Background
I'm developing a tool that systematically explores controller reconciliation ordering, staleness, and fault injection (kamera).
Observed Behavior
I observe that spec.limits entries for resource types not present in instance type Capacity — most notably nodes — are completely invisible to the scheduler's capacity tracking.
This produces at least 4 distinct failure modes:
1. Batching bypass (always occurs)
When multiple pods arrive simultaneously and the provisioner batches them into a single CreateNodeClaims() call, all NodeClaims are created concurrently via ParallelizeUntil() (provisioner.go:156). Each concurrent Create() call reads nodePoolResources, which is empty at creation time (empty ProviderID → no StateNode → no updateNodePoolResources() call). The ExceededBy() check at provisioner.go:420 passes for all concurrent creations.
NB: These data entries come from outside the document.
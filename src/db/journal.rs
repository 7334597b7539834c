use rusqlite::{params, OptionalExtension, Row};
use uuid::Uuid;

use super::*;

const JOURNAL_COLUMNS: &str = "id, task_id, check_name, target_table, action, column_name,
     before_count, after_count, rows_json, created_at, reverted_at";

fn journal_from_row(row: &Row<'_>) -> rusqlite::Result<JournalEntry> {
    Ok(JournalEntry {
        id: row.get(0)?,
        task_id: row.get(1)?,
        check_name: row.get(2)?,
        target_table: row.get(3)?,
        action: row.get(4)?,
        column_name: row.get(5)?,
        before_count: row.get(6)?,
        after_count: row.get(7)?,
        rows_json: row.get(8)?,
        created_at: row.get(9)?,
        reverted_at: row.get(10)?,
    })
}

impl AgentDb {
    // =========================================================================
    // Fix journal
    // =========================================================================

    pub fn insert_journal_entry(&self, entry: &NewJournalEntry<'_>, now: &str) -> Result<String, DbError> {
        let id = format!("fix-{}", Uuid::new_v4());
        self.conn.execute(
            "INSERT INTO fix_journal (id, task_id, check_name, target_table, action, column_name,
                 before_count, after_count, rows_json, created_at)
             VALUES (?1, ?2, ?3, ?4, ?5, ?6, ?7, ?8, ?9, ?10)",
            params![
                id,
                entry.task_id,
                entry.check_name,
                entry.target_table,
                entry.action,
                entry.column_name,
                entry.before_count,
                entry.after_count,
                entry.rows_json,
                now,
            ],
        )?;
        Ok(id)
    }

    /// Drop an entry whose target mutation never committed.
    pub fn delete_journal_entry(&self, id: &str) -> Result<(), DbError> {
        self.conn
            .execute("DELETE FROM fix_journal WHERE id = ?1", params![id])?;
        Ok(())
    }

    pub fn get_journal_entry(&self, id: &str) -> Result<Option<JournalEntry>, DbError> {
        let sql = format!("SELECT {} FROM fix_journal WHERE id = ?1", JOURNAL_COLUMNS);
        Ok(self
            .conn
            .query_row(&sql, params![id], journal_from_row)
            .optional()?)
    }

    pub fn journal_for_task(&self, task_id: &str) -> Result<Vec<JournalEntry>, DbError> {
        let sql = format!(
            "SELECT {} FROM fix_journal WHERE task_id = ?1 ORDER BY created_at, id",
            JOURNAL_COLUMNS
        );
        let mut stmt = self.conn.prepare(&sql)?;
        let rows = stmt.query_map(params![task_id], journal_from_row)?;
        let mut entries = Vec::new();
        for row in rows {
            entries.push(row?);
        }
        Ok(entries)
    }

    /// Stamp an entry reverted. False if it already was.
    pub fn mark_journal_reverted(&self, id: &str, now: &str) -> Result<bool, DbError> {
        let changed = self.conn.execute(
            "UPDATE fix_journal SET reverted_at = ?2 WHERE id = ?1 AND reverted_at IS NULL",
            params![id, now],
        )?;
        Ok(changed == 1)
    }

    /// Undo `mark_journal_reverted` when the target restore did not commit.
    pub fn clear_journal_reverted(&self, id: &str) -> Result<(), DbError> {
        self.conn.execute(
            "UPDATE fix_journal SET reverted_at = NULL WHERE id = ?1",
            params![id],
        )?;
        Ok(())
    }
}
//! Error taxonomy for the maintenance engine.
//!
//! Only `AuthError` ever reaches a trigger caller. Everything else is absorbed
//! and recorded as durable data:
//! - DetectorError: becomes an `error`-category finding
//! - ExecutionError: the task is marked failed
//! - Staleness is not an error at all (stale tasks are reclaimed)

use thiserror::Error;

use crate::db::DbError;

/// Rejections at the trigger boundary. No side effects happen before these.
#[derive(Debug, Clone, PartialEq, Eq, Error)]
pub enum AuthError {
    #[error("Missing trigger credential")]
    MissingCredential,

    #[error("Invalid trigger credential")]
    InvalidCredential,

    #[error("No trigger secret configured; only manual triggers are accepted")]
    NotConfigured,

    #[error("Manual triggers are disabled")]
    ManualDisabled,

    #[error("Manual trigger rate limited; retry in {retry_after_secs} seconds")]
    RateLimited { retry_after_secs: u64 },
}

/// A detector failed or exceeded its time budget.
#[derive(Debug, Clone, Error)]
pub enum DetectorError {
    #[error("Detector timed out after {0} seconds")]
    Timeout(u64),

    #[error("Detector source unavailable: {0}")]
    Source(String),

    #[error("Detector query failed: {0}")]
    Query(String),

    #[error("Detector panicked: {0}")]
    Panicked(String),
}

impl DetectorError {
    /// Stable label used in failure fingerprints, so a detector that keeps
    /// timing out refreshes one finding instead of piling up new ones.
    pub fn kind(&self) -> &'static str {
        match self {
            DetectorError::Timeout(_) => "timeout",
            DetectorError::Source(_) => "source",
            DetectorError::Query(_) => "query",
            DetectorError::Panicked(_) => "panicked",
        }
    }
}

/// Failure to apply or revert a data correction.
#[derive(Debug, Error)]
pub enum FixError {
    #[error("Target database error: {0}")]
    Target(#[from] rusqlite::Error),

    #[error("Invalid check configuration: {0}")]
    InvalidCheck(String),

    #[error("Relink target {value} does not exist in {table}")]
    MissingRelinkTarget { table: String, value: String },

    #[error("Journal error: {0}")]
    Journal(String),

    #[error("Journal entry {0} not found")]
    JournalNotFound(String),

    #[error("Journal entry {0} was already reverted")]
    AlreadyReverted(String),
}

/// The Proposer could not produce a valid plan.
#[derive(Debug, Clone, PartialEq, Eq, Error)]
pub enum ProposalError {
    #[error("Drafter produced no changes")]
    Empty,

    #[error("Invalid change path {path:?}: {reason}")]
    InvalidPath { path: String, reason: String },

    #[error("Duplicate change for {0}")]
    DuplicatePath(String),

    #[error("Drafter failed: {0}")]
    Drafter(String),
}

/// A task's action failed. The executor records it on the task.
#[derive(Debug, Error)]
pub enum ExecutionError {
    #[error("Database error: {0}")]
    Database(#[from] DbError),

    #[error("Auto-fix failed: {0}")]
    Fix(#[from] FixError),

    #[error("Plan rejected: {0}")]
    Proposal(#[from] ProposalError),

    #[error("No automated correction for {0}; needs manual review")]
    NoCorrectiveAction(String),

    #[error("Unknown integrity check: {0}")]
    UnknownCheck(String),

    #[error("No target database configured")]
    NoTarget,

    #[error("Task references missing finding {0}")]
    MissingFinding(String),

    #[error("Auto-fix {check} left violations in {table}: {before} → {after}")]
    Incomplete {
        check: String,
        table: String,
        before: i64,
        after: i64,
    },
}

impl ExecutionError {
    /// Returns true if running the task again could succeed.
    pub fn is_retryable(&self) -> bool {
        match self {
            ExecutionError::Database(_) | ExecutionError::Incomplete { .. } => true,
            ExecutionError::Fix(FixError::Target(_)) | ExecutionError::Fix(FixError::Journal(_)) => true,
            ExecutionError::Fix(_) => false,
            ExecutionError::Proposal(ProposalError::Drafter(_)) => true,
            ExecutionError::Proposal(_) => false,
            ExecutionError::NoCorrectiveAction(_)
            | ExecutionError::UnknownCheck(_)
            | ExecutionError::NoTarget
            | ExecutionError::MissingFinding(_) => false,
        }
    }
}

/// Problems loading configuration or wiring the engine.
#[derive(Debug, Error)]
pub enum ConfigError {
    #[error("Failed to read config {path}: {source}")]
    Read {
        path: String,
        source: std::io::Error,
    },

    #[error("Failed to parse config: {0}")]
    Parse(#[from] serde_json::Error),

    #[error("Home directory not found")]
    HomeDirNotFound,

    #[error("Target database must differ from the engine database ({0})")]
    SharedDatabase(String),

    #[error("Database error: {0}")]
    Database(#[from] DbError),

    #[error("Invalid integrity check {name}: {reason}")]
    InvalidCheck { name: String, reason: String },
}
/// Name of the column aliasing `rowid` (a lone `INTEGER PRIMARY KEY`), if any.
fn rowid_alias(conn: &Connection, table: &str) -> Result<Option<String>, FixError> {
    let mut stmt = conn.prepare(&format!("PRAGMA table_info({})", table))?;
    let pk: Vec<(String, String)> = stmt
        .query_map([], |row| {
            Ok((row.get::<_, String>(1)?, row.get::<_, String>(2)?, row.get::<_, i64>(5)?))
        })?
        .filter_map(|r| r.ok())
        .filter(|(_, _, pk)| *pk > 0)
        .map(|(name, ty, _)| (name, ty))
        .collect();
    Ok(match pk.as_slice() {
        [(name, ty)] if ty.eq_ignore_ascii_case("INTEGER") => Some(name.clone()),
        _ => None,
    })
}

// =============================================================================
// Apply
// =============================================================================

/// Mutate the violating rows and journal them. Runs entirely inside one
/// target transaction; the journal row is written before commit and removed
/// again if the commit fails.
fn mutate(
    conn: &Connection,
    violation: &Violation,
    fix: &Correction,
) -> Result<(usize, i64, i64, Json), FixError> {
    let before = violation.count(conn)?;
    let rowids: Vec<i64> = {
        let mut stmt = conn.prepare(&violation.rowids_sql())?;
        let rows = stmt.query_map([], |row| row.get(0))?;
        let ids = rows.collect::<Result<Vec<i64>, _>>()?;
        ids
    };

    let mut journal_rows = Vec::with_capacity(rowids.len());
    for rowid in &rowids {
        match fix {
            Correction::Delete => {
                journal_rows.push(snapshot_row(conn, &violation.table, *rowid)?);
                conn.execute(
                    &format!("DELETE FROM {} WHERE rowid = ?1", violation.table),
                    params![rowid],
                )?;
            }
            Correction::Set { column, value } => {
                let previous = column_value(conn, &violation.table, column, *rowid)?;
                journal_rows.push(json!({ "rowid": rowid, "previous": previous }));
                match value {
                    SetValue::Literal(v) => conn.execute(
                        &format!("UPDATE {} SET {} = ?1 WHERE rowid = ?2", violation.table, column),
                        params![v, rowid],
                    )?,
                    SetValue::Column(source) => conn.execute(
                        &format!(
                            "UPDATE {} SET {} = {} WHERE rowid = ?1",
                            violation.table, column, source
                        ),
                        params![rowid],
                    )?,
                };
            }
        }
    }

    let after = violation.count(conn)?;
    Ok((rowids.len(), before, after, Json::Array(journal_rows)))
}

/// Apply the corrective action registered for `check`.
pub fn apply_fix(
    agent: &AgentDb,
    target: &TargetDb,
    check: &IntegrityCheck,
    task_id: Option<&str>,
    now: &str,
) -> Result<FixOutcome, FixError> {
    let violation = violation(&check.rule).map_err(FixError::InvalidCheck)?;
    let table = check.rule.table().to_string();
    let mut journaled: Option<String> = None;

    let result = target.with_transaction(|conn| {
        let fix = correction(conn, &check.rule)?;
        let (affected, before, after, rows) = mutate(conn, &violation, &fix)?;
        let journal_id = agent
            .insert_journal_entry(
                &NewJournalEntry {
                    task_id,
                    check_name: &check.name,
                    target_table: &table,
                    action: fix.action(),
                    column_name: rule_column(&check.rule),
                    before_count: before,
                    after_count: after,
                    rows_json: rows.to_string(),
                },
                now,
            )
            .map_err(|e| FixError::Journal(e.to_string()))?;
        journaled = Some(journal_id.clone());
        Ok(FixOutcome {
            journal_id,
            check_name: check.name.clone(),
            table: table.clone(),
            rows_affected: affected,
            before_count: before,
            after_count: after,
        })
    });

    match result {
        Ok(outcome) => {
            log::info!("AutoFix: {}", outcome.summary());
            Ok(outcome)
        }
        Err(e) => {
            if let Some(id) = journaled {
                if let Err(cleanup) = agent.delete_journal_entry(&id) {
                    log::error!("AutoFix: failed to drop journal {} after rollback: {}", id, cleanup);
                }
            }
            Err(e)
        }
    }
}

// =============================================================================
// Revert
// =============================================================================

fn restore(conn: &Connection, table: &str, action: &str, column: Option<&str>, rows: &[Json]) -> Result<usize, FixError> {
    let bad = |what: &str| FixError::Journal(format!("malformed journal row: {}", what));
    let alias = if action == "delete" { rowid_alias(conn, table)? } else { None };

    for row in rows {
        let rowid = row.get("rowid").and_then(Json::as_i64).ok_or_else(|| bad("rowid"))?;
        match action {
            "delete" => {
                let values = row.get("values").and_then(Json::as_object).ok_or_else(|| bad("values"))?;
                let mut names = Vec::with_capacity(values.len() + 1);
                let mut bound = Vec::with_capacity(values.len() + 1);
                if alias.is_none() {
                    names.push("rowid".to_string());
                    bound.push(Value::Integer(rowid));
                }
                for (name, value) in values {
                    names.push(quote_ident(name).map_err(FixError::Journal)?);
                    bound.push(json_to_value(value)?);
                }
                let placeholders: Vec<String> = (1..=bound.len()).map(|i| format!("?{}", i)).collect();
                conn.execute(
                    &format!(
                        "INSERT INTO {} ({}) VALUES ({})",
                        table,
                        names.join(", "),
                        placeholders.join(", ")
                    ),
                    params_from_iter(bound.iter()),
                )?;
            }
            "update" => {
                let column = quote_ident(column.ok_or_else(|| bad("column"))?).map_err(FixError::Journal)?;
                let previous = json_to_value(row.get("previous").ok_or_else(|| bad("previous"))?)?;
                conn.execute(
                    &format!("UPDATE {} SET {} = ?1 WHERE rowid = ?2", table, column),
                    params![previous, rowid],
                )?;
            }
            other => return Err(FixError::Journal(format!("unknown journal action {}", other))),
        }
    }
    Ok(rows.len())
}

/// Put the rows touched by a journaled fix back. Returns the number restored.
pub fn revert_fix(agent: &AgentDb, target: &TargetDb, journal_id: &str, now: &str) -> Result<usize, FixError> {
    let entry = agent
        .get_journal_entry(journal_id)
        .map_err(|e| FixError::Journal(e.to_string()))?
        .ok_or_else(|| FixError::JournalNotFound(journal_id.to_string()))?;
    if entry.reverted_at.is_some() {
        return Err(FixError::AlreadyReverted(journal_id.to_string()));
    }

    let table = quote_ident(&entry.target_table).map_err(FixError::Journal)?;
    let rows: Vec<Json> = serde_json::from_str(&entry.rows_json)
        .map_err(|e| FixError::Journal(format!("unreadable journal rows: {}", e)))?;
    let mut marked = false;

    let result = target.with_transaction(|conn| {
        let restored = restore(conn, &table, &entry.action, entry.column_name.as_deref(), &rows)?;
        marked = agent
            .mark_journal_reverted(journal_id, now)
            .map_err(|e| FixError::Journal(e.to_string()))?;
        if !marked {
            return Err(FixError::AlreadyReverted(journal_id.to_string()));
        }
        Ok(restored)
    });

    match result {
        Ok(restored) => {
            log::info!(
                "AutoFix: reverted {} ({} rows in {})",
                journal_id,
                restored,
                entry.target_table
            );
            Ok(restored)
        }
        Err(e) => {
            if marked {
                if let Err(cleanup) = agent.clear_journal_reverted(journal_id) {
                    log::error!("AutoFix: failed to clear revert stamp on {}: {}", journal_id, cleanup);
                }
            }
            Err(e)
        }
    }
}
With spec.limits: { nodes: "1" } and 2 pending pods, both NodeClaims are created in every ordering.
2. Sequential off-by-one (conditional)
Even with sequential pod arrivals and fresh cluster state, ExceededBy() at nodepool.go:181 uses strict > comparison: usage.Cmp(limit) > 0. This checks whether usage has exceeded the limit, but not whether it has reached it. So with limits: {nodes: "1"} and one NodeClaim already provisioned (nodePoolResources = {nodes: 1}), the check evaluates 1.Cmp(1) > 0 → false — it reports the limit is not exceeded, and the provisioner creates a second NodeClaim. The intent of nodes: "1" is presumably "at most 1 node," but the strict > semantics treat it as "more than 1 node is too many," allowing exactly-at-limit to pass.
3. Multi-NodePool spillover failure (always occurs)
With two NodePools (pool-a weight=10 nodes: "1", pool-b weight=1 nodes: "1") and 3 pending pods, all 3 pods are assigned to pool-a — violating its nodes: "1" limit — and pool-b is never used. The expected behavior is that pool-a should accept 1 pod (filling its nodes limit), then the scheduler should spill over to pool-b for the next pod. Instead, because remaining["nodes"] for pool-a is never decremented (the nodes resource isn't tracked in filterByRemainingResources — see root cause below), pool-a always appears to have unlimited node capacity. The scheduler's weight-based selection keeps picking pool-a for every pod, and the limit is never enforced.
4. Disruption + provisioner race (conditional)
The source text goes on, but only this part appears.